Items from a dataset

________________________

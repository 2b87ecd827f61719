//! Record types for the four shop tables.
//!
//! Field names follow the camelCase shape of the source datasets. Record ids
//! are not part of the input JSON for users, products, and categories; the
//! store assigns them sequentially at insert time, so the stored types carry
//! no id field and tables key records by their generated id.

use serde::{Deserialize, Serialize};

#[derive(Debug, Clone, Serialize, Deserialize)]
#[serde(rename_all = "camelCase")]
pub struct User {
    pub first_name: String,
    pub last_name: String,
    #[serde(default)]
    pub age: Option<u32>,
    #[serde(default)]
    pub email: Option<String>,
}

/// A product always has a seller; the buyer appears only once it is sold.
#[derive(Debug, Clone, Serialize, Deserialize)]
#[serde(rename_all = "camelCase")]
pub struct Product {
    pub name: String,
    pub price: f64,
    pub seller_id: i64,
    #[serde(default)]
    pub buyer_id: Option<i64>,
}

#[derive(Debug, Clone, Serialize, Deserialize)]
#[serde(rename_all = "camelCase")]
pub struct Category {
    pub name: String,
}

/// Import-side shape of a category: the name may be null in the source data,
/// and such records are dropped before they reach the store.
#[derive(Debug, Clone, Deserialize)]
#[serde(rename_all = "camelCase")]
pub struct CategoryDraft {
    #[serde(default)]
    pub name: Option<String>,
}

/// Many-to-many link pairing one category with one product.
#[derive(Debug, Clone, Serialize, Deserialize)]
#[serde(rename_all = "camelCase")]
pub struct CategoryProduct {
    pub category_id: i64,
    pub product_id: i64,
}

________________________

Problem:
The reply must present every entry, transcribed with its exact wording.

Solved problem:
repository 2b87ecd827f61719
//! Record types for the four shop tables.
//!
//! Field names follow the camelCase shape of the source datasets. Record ids
//! are not part of the input JSON for users, products, and categories; the
//! store assigns them sequentially at insert time, so the stored types carry
//! no id field and tables key records by their generated id.

use serde::{Deserialize, Serialize};

#[derive(Debug, Clone, Serialize, Deserialize)]
#[serde(rename_all = "camelCase")]
pub struct User {
    pub first_name: String,
    pub last_name: String,
    #[serde(default)]
    pub age: Option<u32>,
    #[serde(default)]
    pub email: Option<String>,
}

/// A product always has a seller; the buyer appears only once it is sold.
#[derive(Debug, Clone, Serialize, Deserialize)]
#[serde(rename_all = "camelCase")]
pub struct Product {
    pub name: String,
    pub price: f64,
    pub seller_id: i64,
    #[serde(default)]
    pub buyer_id: Option<i64>,
}

#[derive(Debug, Clone, Serialize, Deserialize)]
#[serde(rename_all = "camelCase")]
pub struct Category {
    pub name: String,
}

/// Import-side shape of a category: the name may be null in the source data,
/// and such records are dropped before they reach the store.
#[derive(Debug, Clone, Deserialize)]
#[serde(rename_all = "camelCase")]
pub struct CategoryDraft {
    #[serde(default)]
    pub name: Option<String>,
}

/// Many-to-many link pairing one category with one product.
#[derive(Debug, Clone, Serialize, Deserialize)]
#[serde(rename_all = "camelCase")]
pub struct CategoryProduct {
    pub category_id: i64,
    pub product_id: i64,
}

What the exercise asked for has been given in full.